Quienes no entiendan adecuadamente la tensión evolutiva entre el orden moral atávico, subsumido en el orden extenso de la civilización con su moral propia, dando el espacio de normatividad moral a cada uno de ellos en su marco específico de éxito evolutivo, caerán tarde o temprano ante los atavismos ancestrales y tomaran al orden moral atávico como regla general de justicia, autoflagelándose con una ética impracticable, y debilitando la civilización con irracionales reclamos constructivistas de reordenar la sociedad extensa, sobre la moralidad ancestral de unos pocos primates carroñeros.

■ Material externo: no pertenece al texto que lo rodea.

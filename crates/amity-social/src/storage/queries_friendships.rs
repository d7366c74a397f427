//! Friendship edge queries.
//!
//! Pair lookups go through `MIN`/`MAX` of the two ids so that both
//! directions of an edge match one grouped predicate.

use amity_core::db::unix_timestamp;

use super::DatabaseError;
use super::db::SocialDatabase;
use super::models::{Friendship, FriendshipStatus};

impl SocialDatabase {
    /// Insert a pending edge `requester -> addressee`.
    ///
    /// Returns `false` if any edge already exists for the pair, in either
    /// direction and with any status.
    pub async fn create_friend_request(
        &self,
        requester_id: i64,
        addressee_id: i64,
    ) -> Result<bool, DatabaseError> {
        let result = sqlx::query(
            "INSERT INTO friendships (requester_id, addressee_id, status, created_at)
             VALUES (?, ?, ?, ?)
             ON CONFLICT DO NOTHING",
        )
        .bind(requester_id)
        .bind(addressee_id)
        .bind(FriendshipStatus::Pending)
        .bind(unix_timestamp())
        .execute(self.pool())
        .await?;

        Ok(result.rows_affected() > 0)
    }

    /// Flip the pending edge `requester -> addressee` to accepted.
    ///
    /// Returns `false` if there is no such pending edge.
    pub async fn accept_friend_request(
        &self,
        requester_id: i64,
        addressee_id: i64,
    ) -> Result<bool, DatabaseError> {
        let result = sqlx::query(
            "UPDATE friendships SET status = ?
             WHERE requester_id = ? AND addressee_id = ? AND status = ?",
        )
        .bind(FriendshipStatus::Accepted)
        .bind(requester_id)
        .bind(addressee_id)
        .bind(FriendshipStatus::Pending)
        .execute(self.pool())
        .await?;

        Ok(result.rows_affected() > 0)
    }

    /// Move the edge between `a` and `b` from `from` to `to`.
    ///
    /// Direction does not matter. Returns `false` if no edge for the pair
    /// currently has status `from`.
    pub async fn transition_friendship(
        &self,
        a: i64,
        b: i64,
        from: FriendshipStatus,
        to: FriendshipStatus,
    ) -> Result<bool, DatabaseError> {
        let result = sqlx::query(
            "UPDATE friendships SET status = ?
             WHERE (MIN(requester_id, addressee_id) = ? AND MAX(requester_id, addressee_id) = ?)
               AND status = ?",
        )
        .bind(to)
        .bind(a.min(b))
        .bind(a.max(b))
        .bind(from)
        .execute(self.pool())
        .await?;

        Ok(result.rows_affected() > 0)
    }

    /// Remove the edge between `a` and `b`, whatever its status.
    ///
    /// Returns `false` if there was nothing to remove.
    pub async fn delete_friendship(&self, a: i64, b: i64) -> Result<bool, DatabaseError> {
        let result = sqlx::query(
            "DELETE FROM friendships
             WHERE MIN(requester_id, addressee_id) = ? AND MAX(requester_id, addressee_id) = ?",
        )
        .bind(a.min(b))
        .bind(a.max(b))
        .execute(self.pool())
        .await?;

        Ok(result.rows_affected() > 0)
    }

    /// The edge between `a` and `b`, if any.
    pub async fn get_friendship(
        &self,
        a: i64,
        b: i64,
    ) -> Result<Option<Friendship>, DatabaseError> {
        let edge = sqlx::query_as::<_, Friendship>(
            "SELECT * FROM friendships
             WHERE MIN(requester_id, addressee_id) = ? AND MAX(requester_id, addressee_id) = ?",
        )
        .bind(a.min(b))
        .bind(a.max(b))
        .fetch_optional(self.pool())
        .await?;

        Ok(edge)
    }

    /// Pending requests addressed to `user_id`.
    pub async fn pending_requests_for(
        &self,
        user_id: i64,
    ) -> Result<Vec<Friendship>, DatabaseError> {
        let edges = sqlx::query_as::<_, Friendship>(
            "SELECT * FROM friendships
             WHERE addressee_id = ? AND status = ?
             ORDER BY created_at, rowid",
        )
        .bind(user_id)
        .bind(FriendshipStatus::Pending)
        .fetch_all(self.pool())
        .await?;

        Ok(edges)
    }

    /// Established edges (accepted or unfollowed) involving `user_id`.
    pub async fn friends_of(&self, user_id: i64) -> Result<Vec<Friendship>, DatabaseError> {
        let edges = sqlx::query_as::<_, Friendship>(
            "SELECT * FROM friendships
             WHERE (requester_id = ? OR addressee_id = ?)
               AND status IN (?, ?)
             ORDER BY created_at, rowid",
        )
        .bind(user_id)
        .bind(user_id)
        .bind(FriendshipStatus::Accepted)
        .bind(FriendshipStatus::Unfollowed)
        .fetch_all(self.pool())
        .await?;

        Ok(edges)
    }
}
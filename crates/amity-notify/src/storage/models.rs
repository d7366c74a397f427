//! Data models for notification storage.

use serde::Serialize;

/// Status of a notification the receiver has seen.
pub const STATUS_READ: &str = "read";

#[derive(Debug, Clone, PartialEq, Eq, Serialize, sqlx::FromRow)]
pub struct Notification {
    pub id: i64,
    pub sender_id: i64,
    pub receiver_id: i64,
    pub message: String,
    pub topic: String,
    pub status: String,
    pub created_at: i64,
}
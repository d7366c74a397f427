//! SQLite storage for the relationship service.
//!
//! Accounts and friendship edges. Every edge transition is a single
//! conditional statement, so concurrent requests against the same pair
//! settle on exactly one winner.

mod db;
mod models;
mod queries_friendships;
mod queries_users;

#[cfg(test)]
mod tests;

pub use amity_core::db::DatabaseError;
pub use db::SocialDatabase;
pub use models::*;
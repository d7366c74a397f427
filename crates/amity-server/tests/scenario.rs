//! End-to-end flows across both services.

#![allow(clippy::panic, clippy::expect_used, clippy::unwrap_used)]

use std::time::Duration;

use amity_notify::NotificationDatabase;
use amity_server::{ServerConfig, Services, build_services};
use amity_social::SocialDatabase;
use axum::Router;
use axum::body::Body;
use axum::http::{Request, StatusCode};
use serde_json::{Value, json};
use tower::ServiceExt;

async fn services() -> Services {
    let config = ServerConfig {
        jwt_secret: "scenario-secret".into(),
        access_ttl: 3600,
        broker_capacity: 64,
    };
    build_services(
        &config,
        SocialDatabase::open_in_memory().await.unwrap(),
        NotificationDatabase::open_in_memory().await.unwrap(),
    )
}

async fn call(
    router: &Router,
    method: &str,
    uri: &str,
    token: Option<&str>,
    body: Option<Value>,
) -> (StatusCode, Value) {
    let mut builder = Request::builder().method(method).uri(uri);
    if let Some(token) = token {
        builder = builder.header("authorization", format!("Bearer {token}"));
    }
    let body = match body {
        Some(value) => {
            builder = builder.header("content-type", "application/json");
            Body::from(value.to_string())
        }
        None => Body::empty(),
    };
    let resp = router
        .clone()
        .oneshot(builder.body(body).unwrap())
        .await
        .unwrap();
    let status = resp.status();
    let bytes = axum::body::to_bytes(resp.into_body(), usize::MAX)
        .await
        .unwrap();
    (status, serde_json::from_slice(&bytes).unwrap_or(Value::Null))
}

async fn register(router: &Router, username: &str) -> String {
    let (status, _) = call(
        router,
        "POST",
        "/user/auth/signup",
        None,
        Some(json!({
            "username": username,
            "email": format!("{username}@example.com"),
            "password": "password123",
        })),
    )
    .await;
    assert_eq!(status, StatusCode::OK);

    let (status, body) = call(
        router,
        "POST",
        "/user/auth/login",
        None,
        Some(json!({ "username": username, "password": "password123" })),
    )
    .await;
    assert_eq!(status, StatusCode::OK);
    body["token"].as_str().unwrap().to_string()
}

async fn friend_op(router: &Router, path: &str, token: &str, username: &str) -> StatusCode {
    call(
        router,
        "POST",
        &format!("/user/friend/{path}"),
        Some(token),
        Some(json!({ "username": username })),
    )
    .await
    .0
}

/// Poll the notification API until `token`'s list has `count` entries.
async fn notifications(router: &Router, token: &str, count: usize) -> Vec<Value> {
    tokio::time::timeout(Duration::from_secs(5), async {
        loop {
            let (status, body) = call(router, "GET", "/notifications/", Some(token), None).await;
            assert_eq!(status, StatusCode::OK);
            let rows = body.as_array().unwrap().clone();
            if rows.len() >= count {
                return rows;
            }
            tokio::time::sleep(Duration::from_millis(10)).await;
        }
    })
    .await
    .unwrap()
}

#[tokio::test]
async fn friendship_flow_reaches_notifications() {
    let svc = services().await;
    let social = &svc.social_router;
    let alice = register(social, "alice").await;
    let bob = register(social, "bob").await;

    assert_eq!(friend_op(social, "send", &alice, "bob").await, StatusCode::OK);

    let (_, requests) = call(social, "GET", "/user/friend/requests", Some(&bob), None).await;
    assert_eq!(requests.as_array().unwrap().len(), 1);
    assert_eq!(requests[0]["status"], "pending");

    assert_eq!(friend_op(social, "accept", &bob, "alice").await, StatusCode::OK);

    for token in [&alice, &bob] {
        let (_, friends) = call(social, "GET", "/user/friend/list", Some(token), None).await;
        assert_eq!(friends[0]["status"], "accepted");
    }

    // The request notifies bob; the acceptance notifies alice.
    let bob_rows = notifications(&svc.notify_router, &bob, 1).await;
    assert_eq!(bob_rows[0]["topic"], "friend_request");
    assert_eq!(bob_rows[0]["message"], "You have received a new friend request");

    let alice_rows = notifications(&svc.notify_router, &alice, 1).await;
    assert_eq!(alice_rows[0]["topic"], "friend_request_accepted");
    assert_eq!(alice_rows[0]["sender_id"], bob_rows[0]["receiver_id"]);

    let id = bob_rows[0]["id"].as_i64().unwrap();
    let (status, _) = call(
        &svc.notify_router,
        "PUT",
        &format!("/notifications/{id}/read"),
        Some(&bob),
        None,
    )
    .await;
    assert_eq!(status, StatusCode::OK);
    let bob_rows = notifications(&svc.notify_router, &bob, 1).await;
    assert_eq!(bob_rows[0]["status"], "read");

    let stats = svc.consumer.stop().await;
    assert_eq!(stats.processed, 2);
}

#[tokio::test]
async fn logout_revokes_token_for_both_services() {
    let svc = services().await;
    let social = &svc.social_router;
    let alice = register(social, "alice").await;
    register(social, "bob").await;

    let (status, _) = call(social, "POST", "/user/auth/logout", Some(&alice), None).await;
    assert_eq!(status, StatusCode::OK);

    assert_eq!(
        friend_op(social, "send", &alice, "bob").await,
        StatusCode::UNAUTHORIZED
    );
    let (status, _) = call(&svc.notify_router, "GET", "/notifications/", Some(&alice), None).await;
    assert_eq!(status, StatusCode::UNAUTHORIZED);

    // A fresh login is unaffected.
    let again = register_login_only(social, "alice").await;
    assert_eq!(friend_op(social, "send", &again, "bob").await, StatusCode::OK);
}

async fn register_login_only(router: &Router, username: &str) -> String {
    let (status, body) = call(
        router,
        "POST",
        "/user/auth/login",
        None,
        Some(json!({ "username": username, "password": "password123" })),
    )
    .await;
    assert_eq!(status, StatusCode::OK);
    body["token"].as_str().unwrap().to_string()
}

#[tokio::test]
async fn transitions_succeed_without_a_consumer() {
    let Services {
        social_router,
        notify_router,
        broker,
        consumer,
        ..
    } = services().await;
    consumer.stop().await;

    let alice = register(&social_router, "alice").await;
    let bob = register(&social_router, "bob").await;

    // Nothing is subscribed, so both publishes fail; the calls still succeed.
    assert_eq!(friend_op(&social_router, "send", &alice, "bob").await, StatusCode::OK);
    assert_eq!(friend_op(&social_router, "accept", &bob, "alice").await, StatusCode::OK);

    // A consumer started now does not see the lost events.
    let late = amity_notify::NotificationConsumer::start(
        &broker,
        NotificationDatabase::open_in_memory().await.unwrap(),
    );
    let (_, rows) = call(&notify_router, "GET", "/notifications/", Some(&bob), None).await;
    assert!(rows.as_array().unwrap().is_empty());
    assert_eq!(late.stop().await.processed, 0);
}
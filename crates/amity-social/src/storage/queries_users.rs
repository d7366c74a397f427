//! Account queries.

use amity_core::db::unix_timestamp;

use super::DatabaseError;
use super::db::SocialDatabase;
use super::models::User;

impl SocialDatabase {
    /// Create a new account.
    ///
    /// Returns `None` when the username or email is already taken.
    pub async fn create_user(
        &self,
        username: &str,
        email: &str,
        password_hash: &str,
    ) -> Result<Option<User>, DatabaseError> {
        let now = unix_timestamp();

        let result = sqlx::query(
            "INSERT INTO users (username, email, password_hash, created_at) VALUES (?, ?, ?, ?)
             ON CONFLICT DO NOTHING",
        )
        .bind(username)
        .bind(email)
        .bind(password_hash)
        .bind(now)
        .execute(self.pool())
        .await?;

        if result.rows_affected() == 0 {
            return Ok(None);
        }

        self.get_user(result.last_insert_rowid()).await.map(Some)
    }

    /// Get an account by id.
    pub async fn get_user(&self, id: i64) -> Result<User, DatabaseError> {
        sqlx::query_as::<_, User>("SELECT * FROM users WHERE id = ?")
            .bind(id)
            .fetch_optional(self.pool())
            .await?
            .ok_or_else(|| DatabaseError::NotFound("User".into()))
    }

    /// Get an account by username.
    pub async fn get_user_by_username(&self, username: &str) -> Result<User, DatabaseError> {
        sqlx::query_as::<_, User>("SELECT * FROM users WHERE username = ?")
            .bind(username)
            .fetch_optional(self.pool())
            .await?
            .ok_or_else(|| DatabaseError::NotFound("User".into()))
    }

    /// Record a successful login.
    pub async fn touch_last_login(&self, id: i64) -> Result<(), DatabaseError> {
        sqlx::query("UPDATE users SET last_login = ? WHERE id = ?")
            .bind(unix_timestamp())
            .bind(id)
            .execute(self.pool())
            .await?;
        Ok(())
    }
}
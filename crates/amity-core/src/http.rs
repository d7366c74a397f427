//! axum glue shared by the HTTP routers.
//!
//! - [`Error`] renders as `{"error": "..."}` with the matching status code
//! - [`Principal`] is an extractor backed by the state's [`Authenticator`]
//! - [`JsonBody`] is `Json<T>` with body rejections mapped to 400

use axum::Json;
use axum::extract::rejection::JsonRejection;
use axum::extract::{FromRef, FromRequest, FromRequestParts, Request};
use axum::http::StatusCode;
use axum::http::header::AUTHORIZATION;
use axum::http::request::Parts;
use axum::response::{IntoResponse, Response};
use serde_json::{Value, json};
use tracing::error;

use crate::auth::{Authenticator, Principal};
use crate::error::Error;

impl Error {
    /// HTTP status for this error category.
    pub const fn status_code(&self) -> StatusCode {
        match self {
            Self::Unauthenticated(_) => StatusCode::UNAUTHORIZED,
            Self::NotFound(_) => StatusCode::NOT_FOUND,
            Self::Conflict(_) | Self::PreconditionFailed(_) | Self::InvalidRequest(_) => {
                StatusCode::BAD_REQUEST
            }
            Self::Internal(_) => StatusCode::INTERNAL_SERVER_ERROR,
        }
    }
}

impl IntoResponse for Error {
    fn into_response(self) -> Response {
        let status = self.status_code();
        if status.is_server_error() {
            error!(error = %self, "Request failed");
        }
        (status, Json(json!({ "error": self.message() }))).into_response()
    }
}

/// `{"message": "..."}` success body.
pub fn message(text: &str) -> Json<Value> {
    Json(json!({ "message": text }))
}

impl<S> FromRequestParts<S> for Principal
where
    Authenticator: FromRef<S>,
    S: Send + Sync,
{
    type Rejection = Error;

    async fn from_request_parts(parts: &mut Parts, state: &S) -> Result<Self, Self::Rejection> {
        let auth = Authenticator::from_ref(state);
        let header = parts
            .headers
            .get(AUTHORIZATION)
            .and_then(|v| v.to_str().ok());
        auth.authenticate(header)
    }
}

/// JSON request body whose rejections become [`Error::InvalidRequest`].
#[derive(Debug, Clone)]
pub struct JsonBody<T>(pub T);

impl<S, T> FromRequest<S> for JsonBody<T>
where
    Json<T>: FromRequest<S, Rejection = JsonRejection>,
    S: Send + Sync,
{
    type Rejection = Error;

    async fn from_request(req: Request, state: &S) -> Result<Self, Self::Rejection> {
        let Json(value) = Json::<T>::from_request(req, state)
            .await
            .map_err(|rejection| Error::InvalidRequest(rejection.body_text()))?;
        Ok(Self(value))
    }
}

La libertad, en el sentido ausencia de restricción arbitraria a la acción humana, es el espacio de surgimiento y desarrollo de la civilización, en tanto que del anhelo atávico por la seguridad de la sumisión servil devenido en filosofía social, resulta siempre, no el pretendido intento por la utopía irrealizable sino el muy consciente e informado esfuerzo por materializar una totalitaria tiranía genocida. Una tiranía que se valdrá del falaz reclamo de ser una aspiración “moralmente justa” para colocarse al margen de la evaluación razonable de las criminales consecuencias de todos los intentos fracasados de imponerla sobre el orden social. Hoy, como ayer y mañana.